What does all of this mean for our lives? First, Jesus’ call for us to be united with Himself and the Father comes about through the things we have seen in the lesson today. We are to be united by gathering together in prayer, by praying continually, even when we are by ourselves. We are called to submit ourselves to the will of the Father, and to learn His will by understanding His revelation through the Scriptures. Second, we can find unity with God by accepting persecution for our faith with the understanding that this glorifies God. When we are led by God to take up countercultural positions on certain moral issues including affirming the rights of all unborn children we can have courage that God will glorify His name through our obedience.
1. Throughout the lesson today we have seen how the disciples were unified in their mind to accomplish Jesus’ mission for them.
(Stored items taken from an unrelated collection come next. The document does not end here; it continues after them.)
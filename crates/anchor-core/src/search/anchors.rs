//! Anchor Search
//!
//! Finds the initial result set for a query through two parallel strategies:
//! atom-position radial lookups per token, and full-text search over molecule
//! content. The merged set seeds the tag walk and, eventually, the context
//! window. Anchor search never inflates content; it only records where the
//! content lives.

use std::collections::{BTreeMap, HashSet};

use crate::config::AnchorConfig;
use crate::memory::{ConnectionType, Provenance, SearchFilters, SearchHit};
use crate::query::ParsedQuery;
use crate::storage::{MoleculeQuery, Storage};

/// Per-term cap on atom-position hits.
const POSITION_HITS_PER_TERM: usize = 5;

/// Cap on molecule full-text hits per pass.
const FTS_LIMIT: usize = 20;

/// Cap on atom-content full-text hits per pass.
const ATOM_FTS_LIMIT: usize = 5;

// ============================================================================
// DYNAMIC SCALING
// ============================================================================

/// Result-count targets derived from the character budget
#[derive(Debug, Clone, Copy, PartialEq, Eq)]
pub struct AnchorScaling {
    /// Total atoms worth returning for this budget
    pub target_atoms: usize,
    /// Share reserved for direct anchors
    pub anchor_limit: usize,
    /// Share reserved for walk discoveries
    pub walk_limit: usize,
}

/// Derive result-count targets from a character budget: one result per
/// ~200 tokens of budget, split 70/30 between anchors and the walk.
pub fn scaling(char_budget: usize) -> AnchorScaling {
    let target_atoms = (((char_budget as f64 / 4.0) / 200.0).ceil() as usize).max(5);
    let anchor_limit = (0.70 * target_atoms as f64).ceil() as usize;
    let walk_limit = ((0.30 * target_atoms as f64).floor() as usize).max(2);
    AnchorScaling {
        target_atoms,
        anchor_limit,
        walk_limit,
    }
}

/// Build an FTS5 MATCH expression from sanitized tokens: quoted terms joined
/// with AND by default, OR under fuzzy semantics.
pub fn fts_expr(tokens: &[String], fuzzy: bool) -> String {
    let joiner = if fuzzy { " OR " } else { " AND " };
    tokens
        .iter()
        .map(|t| format!("\"{}\"", t.replace('"', "")))
        .collect::<Vec<_>>()
        .join(joiner)
}

// ============================================================================
// ANCHOR SEARCH
// ============================================================================

/// Output of one anchor pass
#[derive(Debug, Default)]
pub struct AnchorOutcome {
    /// Merged, deduplicated seed results
    pub hits: Vec<SearchHit>,
    /// Position/FTS hit counts per query term
    pub hits_per_term: BTreeMap<String, usize>,
    /// Stage diagnostics collected fail-soft
    pub errors: Vec<String>,
}

/// Two-strategy anchor searcher
pub struct AnchorSearch<'a> {
    storage: &'a Storage,
    config: &'a AnchorConfig,
}

impl<'a> AnchorSearch<'a> {
    pub fn new(storage: &'a Storage, config: &'a AnchorConfig) -> Self {
        Self { storage, config }
    }

    /// Run both strategies and merge, deduplicating on
    /// `(compound_id, start_byte)`. Call with the parsed query, never the
    /// raw one.
    pub fn run(
        &self,
        parsed: &ParsedQuery,
        buckets: &[String],
        provenance: Option<Provenance>,
        filters: Option<&SearchFilters>,
        fuzzy: bool,
    ) -> AnchorOutcome {
        let mut outcome = AnchorOutcome::default();

        // Strategy B: molecule full-text. Runs first so the richer molecule
        // rows win the (compound, start) dedupe against position stubs.
        let tokens: Vec<String> = if fuzzy {
            // Fuzzy passes widen with conversational alternates.
            let mut all = parsed.tokens.clone();
            for alternate in &parsed.alternates {
                for token in alternate.split_whitespace() {
                    if !all.contains(&token.to_string()) {
                        all.push(token.to_string());
                    }
                }
            }
            all
        } else {
            parsed.tokens.clone()
        };

        if !tokens.is_empty() {
            let query = MoleculeQuery {
                expr: fts_expr(&tokens, fuzzy),
                provenance,
                buckets: buckets.to_vec(),
                years: parsed.years(),
                molecule_type: filters.and_then(|f| f.molecule_type),
                min_val: filters.and_then(|f| f.min_val),
                max_val: filters.and_then(|f| f.max_val),
                limit: FTS_LIMIT,
            };
            match self.storage.molecule_search(&query) {
                Ok(hits) => {
                    for hit in hits {
                        let mut result = molecule_hit_to_result(hit);
                        result.term = attribute_term(&tokens, &result.content);
                        // Molecule rows carry no tags of their own; they
                        // inherit the compound's tag/bucket sets so dedup can
                        // union metadata across files.
                        if let Some(compound_id) = &result.compound_id {
                            if let Ok((tags, hit_buckets)) =
                                self.storage.compound_tag_sets(compound_id)
                            {
                                result.tags = tags;
                                result.buckets = hit_buckets;
                            }
                        }
                        outcome.hits.push(result);
                    }
                }
                Err(err) => outcome.errors.push(format!("anchor_fts: {err}")),
            }

            // Atom content carries its own full-text signal.
            match self
                .storage
                .atom_search(&fts_expr(&tokens, fuzzy), provenance, ATOM_FTS_LIMIT)
            {
                Ok(hits) => {
                    for (atom, rank) in hits {
                        let mut hit = SearchHit::new(
                            atom.atom_id.clone(),
                            atom.content.clone(),
                            10.0 * rank,
                        );
                        hit.source = atom.label.clone();
                        hit.timestamp = atom.timestamp;
                        hit.tags = atom.tags;
                        hit.buckets = atom.buckets;
                        hit.provenance = atom.provenance;
                        hit.molecular_signature = Some(atom.molecular_signature);
                        hit.connection_type = Some(ConnectionType::DirectFts);
                        hit.term = attribute_term(&tokens, &hit.content);
                        outcome.hits.push(hit);
                    }
                }
                Err(err) => outcome.errors.push(format!("anchor_atom_fts: {err}")),
            }
        }

        // Strategy A: atom-position radial reads, one lookup per token.
        let overfetch = POSITION_HITS_PER_TERM * self.config.fts_window_size.max(1);
        for token in &parsed.tokens {
            if token.len() <= 2 {
                continue;
            }
            match self.storage.position_hits(token, provenance, overfetch) {
                Ok(hits) => {
                    let taken = hits.len().min(POSITION_HITS_PER_TERM);
                    *outcome.hits_per_term.entry(token.clone()).or_insert(0) += taken;
                    for hit in hits.into_iter().take(POSITION_HITS_PER_TERM) {
                        outcome.hits.push(position_hit_to_result(hit, token));
                    }
                }
                Err(err) => outcome.errors.push(format!("anchor_positions({token}): {err}")),
            }
        }

        dedupe_by_window(&mut outcome.hits);

        // A present year range means chronology matters more than rank.
        if !parsed.temporal_tags.is_empty() {
            outcome.hits.sort_by(|a, b| {
                a.timestamp
                    .cmp(&b.timestamp)
                    .then_with(|| a.id.cmp(&b.id))
            });
        } else {
            outcome.hits.sort_by(|a, b| {
                b.score
                    .partial_cmp(&a.score)
                    .unwrap_or(std::cmp::Ordering::Equal)
                    .then_with(|| a.id.cmp(&b.id))
            });
        }

        outcome
    }
}

/// Remove later hits that share a `(compound_id, start_byte)` window with an
/// earlier one. Hits without compound coordinates always survive.
fn dedupe_by_window(hits: &mut Vec<SearchHit>) {
    let mut seen: HashSet<(String, u64)> = HashSet::new();
    hits.retain(|hit| match (&hit.compound_id, hit.start_byte) {
        (Some(compound_id), Some(start)) => seen.insert((compound_id.clone(), start)),
        _ => true,
    });
}

fn molecule_hit_to_result(hit: crate::storage::MoleculeHit) -> SearchHit {
    let m = hit.molecule;
    let mut result = SearchHit::new(m.molecule_id.clone(), m.content, hit.score);
    result.source = hit.path;
    result.timestamp = m.timestamp;
    result.provenance = hit.provenance;
    result.sequence = Some(m.sequence);
    result.molecular_signature = Some(m.molecular_signature);
    result.compound_id = Some(m.compound_id);
    result.start_byte = Some(m.start_byte);
    result.end_byte = Some(m.end_byte);
    result.molecule_type = Some(m.molecule_type);
    result.numeric_value = m.numeric_value;
    result.numeric_unit = m.numeric_unit;
    result.connection_type = Some(ConnectionType::DirectFts);
    result
}

fn position_hit_to_result(hit: crate::storage::PositionHit, term: &str) -> SearchHit {
    let label = hit.position.atom_label.trim_start_matches('#').to_string();
    let id = format!(
        "pos:{}:{}",
        hit.position.compound_id, hit.position.byte_offset
    );
    let mut result = SearchHit::new(id, label.clone(), 1.0);
    result.source = hit.path;
    result.timestamp = hit.timestamp;
    result.provenance = hit.provenance;
    result.compound_id = Some(hit.position.compound_id);
    result.start_byte = Some(hit.position.byte_offset);
    result.end_byte = Some(hit.position.byte_offset + label.len() as u64);
    result.connection_type = Some(ConnectionType::DirectFts);
    result.term = Some(term.to_string());
    result
}

/// Attribute a full-text hit to the first query token its content contains.
fn attribute_term(tokens: &[String], content: &str) -> Option<String> {
    let lowered = content.to_lowercase();
    tokens.iter().find(|t| lowered.contains(t.as_str())).cloned()
}

// ============================================================================
// TESTS
// ============================================================================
One of the ways in which they both expressed and achieved this unity was through their constant prayer with the group.
I challenge you this week to pray with another believer at least once during the upcoming week. Even if it is before a meal or over the telephone, ask the person if they would be willing to pray together. Be prepared to answer the most common objections such as not having enough time, my faith is a personal thing, this makes me uncomfortable, etc.
2. A few years ago I spent two week in France with a group of college students. The cultural differences took me some getting used to. I rejoiced at the fact that those in France still had a certain reverence for the people of God although they regarded people who claimed to be Christians with a bit of suspicion.
In light of your cultural experiences, how does your faith in Jesus Christ help you in overcoming the cultural differences that you experience in your own life and work? How does what you learned today help to inform you on some of the ways in which to attack these cultural challenges?